In quello che potremmo definire branding territoriale, non ci si può nascondere dietro la comunicazione “statale”, c’è bisogno di investimenti e visione strategica anche per i soggetti più piccoli.
E qui entrano in gioco le città.
Questa volta non ci allontaniamo dall’Italia, ti porto con me in due località che non sono in cima a nessuna classifica, ma hanno saputo investire nella loro immagine.
Partiamo dalla più inaspettata, nel profondo Sud, tra l’altro a anche a pochi chilometri dalla nostra sede in Calabria:
Catanzaro
Sicuramente c’è una cosa che non è mancata al Comune di Catanzaro: il coraggio di osare.
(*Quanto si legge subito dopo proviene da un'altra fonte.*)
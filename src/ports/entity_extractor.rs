//! Entity Extractor Port - Interface for structured data extraction.
//!
//! The extractor turns a customer's free-text message into the fixed-shape
//! [`ExtractionResult`]. Implementations typically call a language model and
//! parse its output with [`ExtractionResult::from_model_output`].

use async_trait::async_trait;

use crate::domain::foundation::ConversationId;
use crate::domain::scheduling::{ExtractionError, ExtractionResult, Stage};

/// Input for one extraction call.
#[derive(Debug, Clone)]
pub struct ExtractionRequest {
    pub conversation_id: ConversationId,
    /// The customer's message, verbatim.
    pub message: String,
    /// Stage before this turn, as context for the model.
    pub stage: Stage,
    /// Labels of the mandatory fields still missing.
    pub missing_fields: Vec<&'static str>,
}

impl ExtractionRequest {
    pub fn new(conversation_id: ConversationId, message: impl Into<String>, stage: Stage) -> Self {
        Self {
            conversation_id,
            message: message.into(),
            stage,
            missing_fields: Vec::new(),
        }
    }

    pub fn with_missing_fields(mut self, missing: Vec<&'static str>) -> Self {
        self.missing_fields = missing;
        self
    }
}

/// Port for entity extraction.
///
/// Absent fields must come back unset, never as empty strings.
#[async_trait]
pub trait EntityExtractor: Send + Sync {
    /// Extracts structured fields from one message.
    ///
    /// # Errors
    /// Returns `ExtractionError` when the collaborator fails or its output
    /// cannot be parsed. Callers degrade to `ExtractionResult::default()`.
    async fn extract(&self, request: ExtractionRequest)
        -> Result<ExtractionResult, ExtractionError>;
}
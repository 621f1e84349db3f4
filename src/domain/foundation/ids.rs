//! Strongly-typed identifier value objects.

use serde::{Deserialize, Serialize};
use std::fmt;
use std::str::FromStr;

use super::ValidationError;

/// Number of trailing characters left visible by [`ConversationId::masked`].
const VISIBLE_SUFFIX: usize = 4;

/// Stable identifier for one customer conversation.
///
/// The messaging channel keys conversations by the sender's phone number,
/// so the identifier is a free-form string rather than a UUID. It is never
/// empty and never carries surrounding whitespace.
#[derive(Debug, Clone, PartialEq, Eq, Hash, PartialOrd, Ord, Serialize, Deserialize)]
#[serde(transparent)]
pub struct ConversationId(String);

impl ConversationId {
    /// Creates a new ConversationId, returning error if blank.
    pub fn new(id: impl Into<String>) -> Result<Self, ValidationError> {
        let id = id.into();
        let trimmed = id.trim();
        if trimmed.is_empty() {
            return Err(ValidationError::empty_field("conversation_id"));
        }
        Ok(Self(trimmed.to_string()))
    }

    /// Returns the inner string slice.
    pub fn as_str(&self) -> &str {
        &self.0
    }

    /// Returns a log-safe form that hides all but the last few characters.
    pub fn masked(&self) -> String {
        let chars: Vec<char> = self.0.chars().collect();
        if chars.len() <= VISIBLE_SUFFIX {
            return "*".repeat(chars.len());
        }
        let hidden = chars.len() - VISIBLE_SUFFIX;
        let suffix: String = chars[hidden..].iter().collect();
        format!("{}{}", "*".repeat(hidden), suffix)
    }
}

impl fmt::Display for ConversationId {
    fn fmt(&self, f: &mut fmt::Formatter<'_>) -> fmt::Result {
        write!(f, "{}", self.0)
    }
}

impl FromStr for ConversationId {
    type Err = ValidationError;

    fn from_str(s: &str) -> Result<Self, Self::Err> {
        Self::new(s)
    }
}
//! Conversation command handlers.

mod process_message;

pub use process_message::{
    ProcessMessageCommand, ProcessMessageError, ProcessMessageHandler, ProcessMessageOptions,
    ProcessMessageResult, TurnStatus,
};
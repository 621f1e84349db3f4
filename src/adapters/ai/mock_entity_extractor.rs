//! Mock Entity Extractor for testing.
//!
//! Returns pre-configured extraction results in order and records every
//! request, so tests can drive multi-turn conversations without a model.
//!
//! # Example
//!
//! ```ignore
//! let extractor = MockEntityExtractor::new()
//!     .with_model_output(r#"{"item": "sofá"}"#)
//!     .with_error(ExtractionError::Unavailable("timeout".into()));
//! ```

use async_trait::async_trait;
use std::collections::VecDeque;
use std::sync::{Arc, Mutex, PoisonError};

use crate::domain::scheduling::{ExtractionError, ExtractionResult};
use crate::ports::{EntityExtractor, ExtractionRequest};

/// Mock extractor with a queue of canned results.
///
/// Once the queue is empty every call returns the default (all unset) result.
#[derive(Debug, Clone, Default)]
pub struct MockEntityExtractor {
    responses: Arc<Mutex<VecDeque<Result<ExtractionResult, ExtractionError>>>>,
    calls: Arc<Mutex<Vec<ExtractionRequest>>>,
}

impl MockEntityExtractor {
    pub fn new() -> Self {
        Self::default()
    }

    /// Queues a successful result.
    pub fn with_result(self, result: ExtractionResult) -> Self {
        self.push(Ok(result));
        self
    }

    /// Queues whatever parsing this raw model output produces.
    pub fn with_model_output(self, output: &str) -> Self {
        self.push(ExtractionResult::from_model_output(output));
        self
    }

    /// Queues a failure.
    pub fn with_error(self, error: ExtractionError) -> Self {
        self.push(Err(error));
        self
    }

    /// Returns the number of calls made to this extractor.
    pub fn call_count(&self) -> usize {
        self.calls.lock().unwrap_or_else(PoisonError::into_inner).len()
    }

    /// Returns all recorded requests.
    pub fn get_calls(&self) -> Vec<ExtractionRequest> {
        self.calls
            .lock()
            .unwrap_or_else(PoisonError::into_inner)
            .clone()
    }

    fn push(&self, response: Result<ExtractionResult, ExtractionError>) {
        self.responses
            .lock()
            .unwrap_or_else(PoisonError::into_inner)
            .push_back(response);
    }
}

#[async_trait]
impl EntityExtractor for MockEntityExtractor {
    async fn extract(
        &self,
        request: ExtractionRequest,
    ) -> Result<ExtractionResult, ExtractionError> {
        self.calls
            .lock()
            .unwrap_or_else(PoisonError::into_inner)
            .push(request);

        self.responses
            .lock()
            .unwrap_or_else(PoisonError::into_inner)
            .pop_front()
            .unwrap_or_else(|| Ok(ExtractionResult::default()))
    }
}

/// Extractor that never extracts anything.
///
/// Used when no model is configured; every turn runs on the default result
/// so triage and context flags still work.
#[derive(Debug, Clone, Copy, Default)]
pub struct NoopEntityExtractor;

#[async_trait]
impl EntityExtractor for NoopEntityExtractor {
    async fn extract(
        &self,
        _request: ExtractionRequest,
    ) -> Result<ExtractionResult, ExtractionError> {
        Ok(ExtractionResult::default())
    }
}

#[cfg(test)]
mod tests {
    use super::*;
    use crate::domain::foundation::ConversationId;
    use crate::domain::scheduling::Stage;

    fn request(message: &str) -> ExtractionRequest {
        ExtractionRequest::new(
            ConversationId::new("5585999990000").unwrap(),
            message,
            Stage::Initial,
        )
    }

    #[tokio::test]
    async fn returns_queued_results_in_order() {
        let extractor = MockEntityExtractor::new()
            .with_model_output(r#"{"item": "sofá"}"#)
            .with_error(ExtractionError::Unavailable("down".to_string()));

        let first = extractor.extract(request("um sofá")).await.unwrap();
        assert_eq!(first.item.as_deref(), Some("sofá"));

        let second = extractor.extract(request("...")).await;
        assert!(second.is_err());

        let third = extractor.extract(request("oi")).await.unwrap();
        assert!(third.is_empty());
    }

    #[tokio::test]
    async fn records_calls() {
        let extractor = MockEntityExtractor::new();
        extractor.extract(request("oi")).await.unwrap();
        extractor.extract(request("tudo bem?")).await.unwrap();

        assert_eq!(extractor.call_count(), 2);
        assert_eq!(extractor.get_calls()[1].message, "tudo bem?");
    }

    #[tokio::test]
    async fn noop_extractor_returns_default() {
        let result = NoopEntityExtractor.extract(request("sofá")).await.unwrap();
        assert_eq!(result, ExtractionResult::default());
    }
}
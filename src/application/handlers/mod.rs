//! Application handlers.
//!
//! Command handlers that orchestrate domain operations across ports.

pub mod conversation;

pub use conversation::{
    ProcessMessageCommand, ProcessMessageError, ProcessMessageHandler, ProcessMessageOptions,
    ProcessMessageResult, TurnStatus,
};
static TEXT_RULES: [CategoryRule; 5] = [
    CategoryRule {
        kind: ExceptionKind::OutOfScopeService,
        confidence: 0.9,
        priority: 1,
        forces_handoff: true,
        description: "Requested service is outside the upholstery cleaning scope",
        patterns: &[
            r"banco.*carro",
            r"carro.*banco",
            r"assento.*carro",
            r"tapete.*carro",
            r"volante",
            r"painel.*carro",
            r"carpete.*residencial",
            r"piso",
            r"tapete.*comum",
            r"roupa",
            r"tecido.*roupa",
            r"cortina.*lavagem",
            r"móvel.*madeira",
            r"mesa.*madeira",
            r"guarda.*roupa",
        ],
    },
    CategoryRule {
        kind: ExceptionKind::Complaint,
        confidence: 0.85,
        priority: 1,
        forces_handoff: true,
        description: "Customer complaint about a previous service",
        patterns: &[
            r"não.*ficou.*bom",
            r"ficou.*pior",
            r"danificou",
            r"estragou",
            r"mancha.*não.*saiu",
            r"cheiro.*ruim",
            r"problema.*serviço",
            r"insatisfeito",
            r"não.*gostei",
            r"quero.*reclamar",
            r"técnico.*mal.*educado",
            r"atraso",
            r"não.*veio",
        ],
    },
    CategoryRule {
        kind: ExceptionKind::Cancellation,
        confidence: 0.8,
        priority: 1,
        forces_handoff: true,
        description: "Customer wants to cancel",
        patterns: &[
            r"cancelar.*agendamento",
            r"desmarcar",
            r"não.*quero.*mais",
            r"mudei.*ideia",
            r"cancelar.*serviço",
            r"não.*vai.*dar",
        ],
    },
    CategoryRule {
        kind: ExceptionKind::CustomerResistance,
        confidence: 0.7,
        priority: 2,
        forces_handoff: false,
        description: "Customer is reluctant to share data",
        patterns: &[
            r"não.*quero.*dar.*dados",
            r"muita.*pergunta",
            r"já.*disse",
            r"esse.*mesmo.*número",
            r"não.*precisa.*saber",
            r"por.*que.*precisa",
            r"muito.*burocrático",
        ],
    },
    CategoryRule {
        kind: ExceptionKind::ComplexQuestion,
        confidence: 0.8,
        priority: 1,
        forces_handoff: true,
        description: "Technical question that needs a specialist",
        patterns: &[
            r"que.*produto.*usa",
            r"é.*tóxico",
            r"faz.*mal.*pet",
            r"alergia.*produto",
            r"garantia.*quanto.*tempo",
            r"seguro.*dano",
            r"responsabilidade.*civil",
            r"como.*funciona.*equipamento",
            r"técnica.*limpeza",
        ],
    },
];

static COMPILED_RULES: Lazy<Vec<(&'static CategoryRule, RegexSet)>> = Lazy::new(|| {
    TEXT_RULES
        .iter()
        .map(|rule| {
            let set = RegexSet::new(rule.patterns).expect("valid triage patterns");
            (rule, set)
        })
        .collect()
});
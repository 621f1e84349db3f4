//! Service hours, evaluated in the business's local time.

use chrono::{Datelike, FixedOffset, Timelike, Weekday};

use crate::domain::foundation::{Timestamp, ValidationError};

/// Opening window for one day, in whole local hours `[open, close)`.
#[derive(Debug, Clone, Copy, PartialEq, Eq)]
pub struct DailyWindow {
    pub open_hour: u32,
    pub close_hour: u32,
}

impl DailyWindow {
    pub fn new(open_hour: u32, close_hour: u32) -> Result<Self, ValidationError> {
        if open_hour >= close_hour || close_hour > 24 {
            return Err(ValidationError::invalid_format(
                "business_hours",
                format!("window {open_hour}-{close_hour} must satisfy open < close <= 24"),
            ));
        }
        Ok(Self {
            open_hour,
            close_hour,
        })
    }

    fn contains(&self, hour: u32) -> bool {
        hour >= self.open_hour && hour < self.close_hour
    }
}

/// Weekly schedule: Monday–Friday share one window, Saturday and Sunday
/// are optional.
#[derive(Debug, Clone, Copy, PartialEq, Eq)]
pub struct BusinessHours {
    offset: FixedOffset,
    weekday: DailyWindow,
    saturday: Option<DailyWindow>,
    sunday: Option<DailyWindow>,
}

impl BusinessHours {
    pub fn new(
        utc_offset_hours: i32,
        weekday: DailyWindow,
        saturday: Option<DailyWindow>,
        sunday: Option<DailyWindow>,
    ) -> Result<Self, ValidationError> {
        let offset = FixedOffset::east_opt(utc_offset_hours * 3600).ok_or_else(|| {
            ValidationError::invalid_format(
                "utc_offset_hours",
                format!("{utc_offset_hours} is not a valid UTC offset"),
            )
        })?;

        Ok(Self {
            offset,
            weekday,
            saturday,
            sunday,
        })
    }

    /// Monday–Friday 08–18, Saturday 08–12, Sunday closed, at UTC-3.
    pub fn standard() -> Self {
        Self {
            offset: FixedOffset::west_opt(3 * 3600).expect("UTC-3 is a valid offset"),
            weekday: DailyWindow {
                open_hour: 8,
                close_hour: 18,
            },
            saturday: Some(DailyWindow {
                open_hour: 8,
                close_hour: 12,
            }),
            sunday: None,
        }
    }

    /// True when `at` falls inside the window for its local weekday.
    pub fn is_open_at(&self, at: Timestamp) -> bool {
        let local = at.in_offset(self.offset);
        let window = match local.weekday() {
            Weekday::Sat => self.saturday,
            Weekday::Sun => self.sunday,
            _ => Some(self.weekday),
        };
        window.is_some_and(|w| w.contains(local.hour()))
    }
}

impl Default for BusinessHours {
    fn default() -> Self {
        Self::standard()
    }
}
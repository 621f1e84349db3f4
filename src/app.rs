//! Application wiring.
//!
//! Builds the adapters selected by configuration, the message handler, and
//! the HTTP router with its tower middleware.

use std::sync::Arc;
use std::time::Duration;

use axum::Router;
use tower_http::timeout::TimeoutLayer;
use tower_http::trace::TraceLayer;
use tracing::info;

use crate::adapters::ai::{NoopEntityExtractor, ScriptedReplyGenerator};
use crate::adapters::http::{webhook_router, WebhookAppState};
use crate::adapters::storage::{FileConversationStore, InMemoryConversationStore};
use crate::application::ProcessMessageHandler;
use crate::config::{AppConfig, StorageBackend, ValidationError};
use crate::ports::{ConversationStore, EntityExtractor, ReplyGenerator};

/// Collaborators the handler is built from.
pub struct Collaborators {
    pub extractor: Arc<dyn EntityExtractor>,
    pub store: Arc<dyn ConversationStore>,
    pub replies: Arc<dyn ReplyGenerator>,
}

impl Collaborators {
    /// Default collaborators for a configuration.
    ///
    /// No model client is bundled: extraction is a no-op and replies follow
    /// the scripted prompts. The store follows `storage.backend`.
    pub fn from_config(config: &AppConfig) -> Self {
        let store: Arc<dyn ConversationStore> = match config.storage.backend {
            StorageBackend::Memory => Arc::new(InMemoryConversationStore::new()),
            StorageBackend::File => Arc::new(FileConversationStore::new(&config.storage.data_dir)),
        };

        Self {
            extractor: Arc::new(NoopEntityExtractor),
            store,
            replies: Arc::new(ScriptedReplyGenerator::new()),
        }
    }
}

/// Builds the message handler from configuration and collaborators.
pub fn build_handler(
    config: &AppConfig,
    collaborators: Collaborators,
) -> Result<ProcessMessageHandler, ValidationError> {
    let business_hours = config.business_hours.to_business_hours()?;

    Ok(ProcessMessageHandler::new(
        collaborators.extractor,
        collaborators.store,
        collaborators.replies,
        business_hours,
    )
    .with_options(config.conversation.handler_options()))
}

/// Builds the HTTP router with tracing and request timeouts.
pub fn build_router(
    config: &AppConfig,
    collaborators: Collaborators,
) -> Result<Router, ValidationError> {
    let handler = build_handler(config, collaborators)?;

    info!(
        storage = ?config.storage.backend,
        handoff_on_extractor_failure = config.conversation.handoff_on_extractor_failure,
        "Conversation handler ready"
    );

    Ok(webhook_router(WebhookAppState::new(Arc::new(handler)))
        .layer(TimeoutLayer::new(Duration::from_secs(
            config.server.request_timeout_secs,
        )))
        .layer(TraceLayer::new_for_http()))
}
La nuova identità (presentata a fine dello scorso anno) è dirompente, distrugge tutti gli schemi istituzionali che eravamo abituati a vedere.
A vederla mi ha ricordato quella realizzata da Pentagram per il governo USA.
Non a caso il lavoro non è stato affidato a un'agenzia, ma a un artista locale, che ha saputo guadagnarsi credito a livello internazionale, Massimo Sirelli.
In questo strano gioco di forme rotondeggianti e colori caldi, c’è un simbolismo particolare per ogni caratteristica autentica della città.
"Il luogo dove tutto si incontra" è il claim scelto per rilanciare il ruolo della città in Italia e, perché no, in Europa e nel Mondo.
Non sarà chissà quanto originale, ma rappresenta in pieno la visione dietro al nuovo progetto: la città dove si incontrano mare e montagna, cultura e innovazione, passato, presente e futuro.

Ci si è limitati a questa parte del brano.